An Overall Comparison of PCR, RT-PCR, qPCR and RT-qPCR

Polymerase chain reaction (PCR) has revolutionized molecular biology and clinical diagnostics since its invention in the 1980s. As a versatile technique for amplification of DNA in vitro, PCR has spawned many variants that have extended its utility for diverse applications. Here we will explore the key differences between four common PCR-based techniques: basic PCR, reverse transcription PCR (RT-PCR), quantitative PCR (qPCR) and quantitative reverse transcription PCR (RT-qPCR).

What is Basic PCR?

The basic polymerase chain reaction exponentially amplifies a specific DNA target in a test tube. It utilizes heat-resistant DNA polymerases, primers complementary to the target sequence, nucleotides (dNTPs), and repetitive heating and cooling cycles to selectively amplify the target region of DNA. The result is millions to billions of copies of the specified DNA fragment. Applications of basic PCR include molecular cloning, mutation detection, pathogen identification, forensics, and paternity testing. It allows amplification of DNA extracted from any source for further qualitative or semi-quantitative analysis.

Principle of Basic PCR

A basic PCR consists of a series of 20-40 cycles. Each cycle has 3 discrete temperature steps:

1. 1. Denaturation: The double-stranded DNA is heated to 94-98°C to separate it into two single-strands.
2. 2. Annealing: The temperature is lowered to 50-65°C to allow primers to bind to their complementary sequences on the now single-stranded target DNA.
3. 3. Extension: The temperature is raised to the ideal temperature for the DNA polymerase (around 72°C) and nucleotides are added to the primers for synthesis of new complementary strands along each single-stranded template.

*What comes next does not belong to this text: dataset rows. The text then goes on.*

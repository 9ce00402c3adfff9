//! SQLite Song Repository

use async_trait::async_trait;
use chrono::{DateTime, Utc};
use serde::{Deserialize, Serialize};
use sqlx::FromRow;

use super::DbPool;
use crate::application::ports::{RepositoryError, SongRecord, SongRepositoryPort};
use crate::domain::Section;

/// SQLite Song Repository
pub struct SqliteSongRepository {
    pool: DbPool,
}

impl SqliteSongRepository {
    pub fn new(pool: DbPool) -> Self {
        Self { pool }
    }
}

/// `sections` 列中的 JSON 元素
#[derive(Debug, Serialize, Deserialize)]
struct StoredSection {
    label: String,
    content: String,
}

fn encode_sections(sections: &[Section]) -> Result<String, RepositoryError> {
    let stored: Vec<StoredSection> = sections
        .iter()
        .map(|s| StoredSection {
            label: s.label().to_string(),
            content: s.content(),
        })
        .collect();
    serde_json::to_string(&stored).map_err(|e| RepositoryError::SerializationError(e.to_string()))
}

fn decode_sections(raw: &str) -> Result<Vec<Section>, RepositoryError> {
    let stored: Vec<StoredSection> =
        serde_json::from_str(raw).map_err(|e| RepositoryError::SerializationError(e.to_string()))?;
    Ok(stored
        .into_iter()
        .map(|s| Section::new(s.label, &s.content))
        .filter(|s| !s.is_empty())
        .collect())
}

fn parse_timestamp(raw: &str) -> Result<DateTime<Utc>, RepositoryError> {
    DateTime::parse_from_rfc3339(raw)
        .map(|t| t.with_timezone(&Utc))
        .map_err(|e| RepositoryError::SerializationError(e.to_string()))
}

#[derive(FromRow)]
struct SongRow {
    id: String,
    title: String,
    artist: Option<String>,
    ccli_number: Option<String>,
    sections: String,
    created_at: String,
    updated_at: String,
}

impl TryFrom<SongRow> for SongRecord {
    type Error = RepositoryError;

    fn try_from(row: SongRow) -> Result<Self, Self::Error> {
        Ok(SongRecord {
            sections: decode_sections(&row.sections)?,
            created_at: parse_timestamp(&row.created_at)?,
            updated_at: parse_timestamp(&row.updated_at)?,
            id: row.id,
            title: row.title,
            artist: row.artist,
            ccli_number: row.ccli_number,
        })
    }
}

const SELECT_COLUMNS: &str =
    "SELECT id, title, artist, ccli_number, sections, created_at, updated_at FROM songs";

#[async_trait]
impl SongRepositoryPort for SqliteSongRepository {
    async fn save(&self, song: &SongRecord) -> Result<(), RepositoryError> {
        let sections = encode_sections(&song.sections)?;

        sqlx::query(
            r#"
            INSERT INTO songs (id, title, artist, ccli_number, sections, created_at, updated_at)
            VALUES (?, ?, ?, ?, ?, ?, ?)
            ON CONFLICT(id) DO UPDATE SET
                title = excluded.title,
                artist = excluded.artist,
                ccli_number = excluded.ccli_number,
                sections = excluded.sections,
                updated_at = excluded.updated_at
            "#,
        )
        .bind(&song.id)
        .bind(&song.title)
        .bind(&song.artist)
        .bind(&song.ccli_number)
        .bind(sections)
        .bind(song.created_at.to_rfc3339())
        .bind(song.updated_at.to_rfc3339())
        .execute(&self.pool)
        .await
        .map_err(|e| RepositoryError::DatabaseError(e.to_string()))?;

        Ok(())
    }

    async fn insert(&self, song: &SongRecord) -> Result<(), RepositoryError> {
        let sections = encode_sections(&song.sections)?;

        sqlx::query(
            r#"
            INSERT INTO songs (id, title, artist, ccli_number, sections, created_at, updated_at)
            VALUES (?, ?, ?, ?, ?, ?, ?)
            "#,
        )
        .bind(&song.id)
        .bind(&song.title)
        .bind(&song.artist)
        .bind(&song.ccli_number)
        .bind(sections)
        .bind(song.created_at.to_rfc3339())
        .bind(song.updated_at.to_rfc3339())
        .execute(&self.pool)
        .await
        .map_err(|e| match e {
            sqlx::Error::Database(db) if db.is_unique_violation() => {
                RepositoryError::Duplicate(song.id.clone())
            }
            other => RepositoryError::DatabaseError(other.to_string()),
        })?;

        Ok(())
    }

    async fn find_by_id(&self, id: &str) -> Result<Option<SongRecord>, RepositoryError> {
        let row: Option<SongRow> = sqlx::query_as(&format!("{} WHERE id = ?", SELECT_COLUMNS))
            .bind(id)
            .fetch_optional(&self.pool)
            .await
            .map_err(|e| RepositoryError::DatabaseError(e.to_string()))?;

        row.map(SongRecord::try_from).transpose()
    }

    async fn find_all(&self) -> Result<Vec<SongRecord>, RepositoryError> {
        let rows: Vec<SongRow> =
            sqlx::query_as(&format!("{} ORDER BY title COLLATE NOCASE, id", SELECT_COLUMNS))
                .fetch_all(&self.pool)
                .await
                .map_err(|e| RepositoryError::DatabaseError(e.to_string()))?;

        rows.into_iter().map(SongRecord::try_from).collect()
    }

    async fn delete(&self, id: &str) -> Result<bool, RepositoryError> {
        let result = sqlx::query("DELETE FROM songs WHERE id = ?")
            .bind(id)
            .execute(&self.pool)
            .await
            .map_err(|e| RepositoryError::DatabaseError(e.to_string()))?;

        Ok(result.rows_affected() > 0)
    }
}
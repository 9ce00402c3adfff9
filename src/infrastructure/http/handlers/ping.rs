//! Ping Handler - 健康检查

use axum::{extract::State, Json};
use serde::Serialize;
use std::sync::Arc;

use crate::application::TranslationStats;
use crate::infrastructure::http::state::AppState;

/// Ping 响应
#[derive(Serialize)]
pub struct PingResponse {
    pub status: &'static str,
    pub version: &'static str,
    pub translation_cache: TranslationStats,
}

/// Ping endpoint，附带翻译缓存统计
pub async fn ping(State(state): State<Arc<AppState>>) -> Json<PingResponse> {
    Json(PingResponse {
        status: "ok",
        version: env!("CARGO_PKG_VERSION"),
        translation_cache: state.resolver.stats(),
    })
}
//! HTTP Middleware
//!
//! 按状态码记录错误日志

use axum::{extract::Request, middleware::Next, response::Response};
use std::time::Instant;

/// 4xx 记 warn，5xx 记 error
///
/// 业务错误的具体信息在 `ApiError::into_response()` 中记录，这里补上方法、路径和耗时。
pub async fn error_logging_middleware(request: Request, next: Next) -> Response {
    let method = request.method().clone();
    let uri = request.uri().clone();
    let started = Instant::now();

    let response = next.run(request).await;
    let status = response.status();
    let elapsed_ms = started.elapsed().as_millis() as u64;

    if status.is_server_error() {
        tracing::error!(
            method = %method,
            uri = %uri,
            status = status.as_u16(),
            elapsed_ms,
            "HTTP server error"
        );
    } else if status.is_client_error() {
        tracing::warn!(
            method = %method,
            uri = %uri,
            status = status.as_u16(),
            elapsed_ms,
            "HTTP client error"
        );
    }

    response
}
//! Persistence Layer - 数据持久化
//!
//! SQLite 存储实现

pub mod sqlite;

pub use sqlite::*;
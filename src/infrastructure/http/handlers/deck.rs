//! Deck HTTP Handlers

use axum::{
    body::Body,
    extract::State,
    http::{header, HeaderValue},
    response::Response,
    Json,
};
use std::sync::Arc;

use crate::application::GenerateDeck;
use crate::domain::service::ServiceRequest;
use crate::infrastructure::http::error::ApiError;
use crate::infrastructure::http::state::AppState;

/// 生成整套崇拜幻灯片，直接返回文件
pub async fn generate_deck(
    State(state): State<Arc<AppState>>,
    Json(request): Json<ServiceRequest>,
) -> Result<Response, ApiError> {
    let deck = state
        .generate_deck_handler
        .handle(GenerateDeck { request })
        .await?;

    let disposition = HeaderValue::from_str(&format!("attachment; filename=\"{}\"", deck.file_name))
        .map_err(|e| ApiError::Internal(format!("Invalid file name: {}", e)))?;

    Response::builder()
        .header(header::CONTENT_TYPE, deck.content_type)
        .header(header::CONTENT_DISPOSITION, disposition)
        .header("x-slide-count", deck.slide_count)
        .body(Body::from(deck.bytes))
        .map_err(|e| ApiError::Internal(format!("Failed to build response: {}", e)))
}
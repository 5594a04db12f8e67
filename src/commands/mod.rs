// src/commands/mod.rs
//! Command handlers for the repkg CLI

mod frontend;
mod pending;
mod rebuild;
mod rules;
mod update;

pub use frontend::cmd_frontend;
pub use pending::{cmd_clear, cmd_list};
pub use rebuild::cmd_rebuild;
pub use rules::{cmd_create, cmd_remove, cmd_rules};
pub use update::cmd_update;

use anyhow::{Context as _, Result};
use repkg::{Config, PackageBackend, Privilege, RuleStore};
use rusqlite::Connection;
use std::path::{Path, PathBuf};
use tracing::debug;

/// Everything a command needs besides its own arguments
pub struct Context {
    pub config: Config,
    pub db_path: PathBuf,
    pub privilege: Privilege,
}

impl Context {
    /// `db_path` overrides the database location from `config`
    pub fn new(config: Config, db_path: Option<PathBuf>, privilege: Privilege) -> Self {
        let db_path = db_path.unwrap_or_else(|| config.state.db_path.clone());
        Self {
            config,
            db_path,
            privilege,
        }
    }

    pub fn db_path(&self) -> &Path {
        &self.db_path
    }

    /// Rule store over the configured directories
    pub fn rule_store<'a>(&self, backend: &'a dyn PackageBackend) -> RuleStore<'a> {
        RuleStore::new(self.config.rule_dirs(), backend, self.privilege)
            .with_wildcard_match(self.config.rules.wildcard_match)
    }

    /// Open the state database, creating it if needed
    pub fn open_db(&self) -> Result<Connection> {
        repkg::db::open_or_init(&self.db_path)
            .with_context(|| format!("Failed to open state database {}", self.db_path().display()))
    }

    /// Open the state database for reading; `None` if it was never created
    pub fn open_existing_db(&self) -> Result<Option<Connection>> {
        if !self.db_path.exists() {
            debug!("State database {} does not exist yet", self.db_path.display());
            return Ok(None);
        }
        repkg::db::open(&self.db_path)
            .map(Some)
            .with_context(|| format!("Failed to open state database {}", self.db_path().display()))
    }
}
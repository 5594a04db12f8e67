// src/logging.rs

//! Logging setup for the `repkg` binary
//!
//! The library only emits `tracing` events. The binary installs a
//! subscriber once, writing to stderr so stdout stays usable for scripts.

use tracing::level_filters::LevelFilter;
use tracing_subscriber::EnvFilter;

/// How much to log, resolved from the config file and the command line
#[derive(Debug, Clone, PartialEq, Eq)]
pub struct LogSettings {
    /// Base filter directive from the configuration file
    pub level: String,
    /// Number of `-v` flags
    pub verbose: u8,
    /// `-q` given
    pub quiet: bool,
}

impl Default for LogSettings {
    fn default() -> Self {
        Self {
            level: "warn".to_string(),
            verbose: 0,
            quiet: false,
        }
    }
}

impl LogSettings {
    /// Filter directive derived from these settings
    ///
    /// `-q` wins over `-v`; each `-v` raises the level one step above
    /// the configured one. A configured directive that is not a plain
    /// level (`repkg=debug`) is kept and a raised `warn` default is put in
    /// front of it.
    pub fn directive(&self) -> String {
        if self.quiet {
            return "error".to_string();
        }
        if self.verbose == 0 {
            return self.level.clone();
        }

        match self.level.trim().parse::<LevelFilter>() {
            Ok(base) => raise(base, self.verbose).to_string(),
            Err(_) => format!("{},{}", raise(LevelFilter::WARN, self.verbose), self.level),
        }
    }
}

const LEVELS: [(LevelFilter, &str); 6] = [
    (LevelFilter::OFF, "off"),
    (LevelFilter::ERROR, "error"),
    (LevelFilter::WARN, "warn"),
    (LevelFilter::INFO, "info"),
    (LevelFilter::DEBUG, "debug"),
    (LevelFilter::TRACE, "trace"),
];

/// Name of the level `steps` above `base`, capped at `trace`
fn raise(base: LevelFilter, steps: u8) -> &'static str {
    let pos = LEVELS.iter().position(|(level, _)| *level == base).unwrap_or(2);
    LEVELS[(pos + steps as usize).min(LEVELS.len() - 1)].1
}

/// Install the global subscriber; `RUST_LOG` overrides `settings`
pub fn init(settings: &LogSettings) {
    let filter = EnvFilter::try_from_default_env()
        .unwrap_or_else(|_| EnvFilter::new(settings.directive()));

    // a second call (tests, embedding) keeps the first subscriber
    let _ = tracing_subscriber::fmt()
        .with_env_filter(filter)
        .with_writer(std::io::stderr)
        .with_target(false)
        .try_init();
}
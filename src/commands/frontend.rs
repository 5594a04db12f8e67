// src/commands/frontend.rs
//! Frontend configuration command

use super::Context;
use anyhow::{Context as _, Result};
use repkg::FrontendConfig;

/// Show, set or reset the rebuild frontend
pub fn cmd_frontend(ctx: &Context, set: bool, waved: bool, reset: bool, tool: &[String]) -> Result<()> {
    if reset {
        ctx.privilege.require_root("frontend --reset")?;
        let conn = ctx.open_db()?;
        if !FrontendConfig::reset(&conn, ctx.privilege)? {
            println!("No frontend configured, already using the default");
        }
        return Ok(());
    }

    if set || waved {
        ctx.privilege.require_root("frontend --set")?;
        let conn = ctx.open_db()?;
        let config = if set {
            FrontendConfig::new(tool.to_vec(), waved)?
        } else {
            FrontendConfig {
                waved: true,
                ..FrontendConfig::load(&conn)?
            }
        };
        config
            .save(&conn, ctx.privilege)
            .context("Failed to store frontend")?;
        return Ok(());
    }

    let config = match ctx.open_existing_db()? {
        Some(conn) => FrontendConfig::load(&conn)?,
        None => FrontendConfig::detect(),
    };
    println!("{}", config);
    Ok(())
}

After multiple cycles, the target region is exponentially amplified over a billion-fold. The amplicons can then be visualized using agarose gel electrophoresis.

What is RT-PCR?

While basic PCR amplifies DNA, reverse transcription PCR (RT-PCR) allows amplification of RNA. First, an RNA template is converted into complementary DNA (cDNA) by a reverse transcriptase enzyme. Then this cDNA functions as the template for exponential amplification by regular PCR.

RT-PCR is useful for analyzing gene expression by amplifying mRNA transcripts present in small quantities. It is also used to detect and quantify RNA viruses. The cDNA amplicon can also be used for cloning RNA sequences.

RT-PCR can be one-step or two-step. In one-step RT-PCR, both reverse transcription and PCR occur sequentially in the same tube. In two-step RT-PCR, the cDNA synthesis reaction is performed separately before PCR amplification of the converted cDNA.

What is qPCR?

While basic PCR is primarily qualitative, quantitative PCR (qPCR) allows precise quantification of the amplified DNA. The amount of PCR product is measured at each cycle as amplification progresses. Monitoring amplification in real-time gives qPCR its common name – real-time PCR.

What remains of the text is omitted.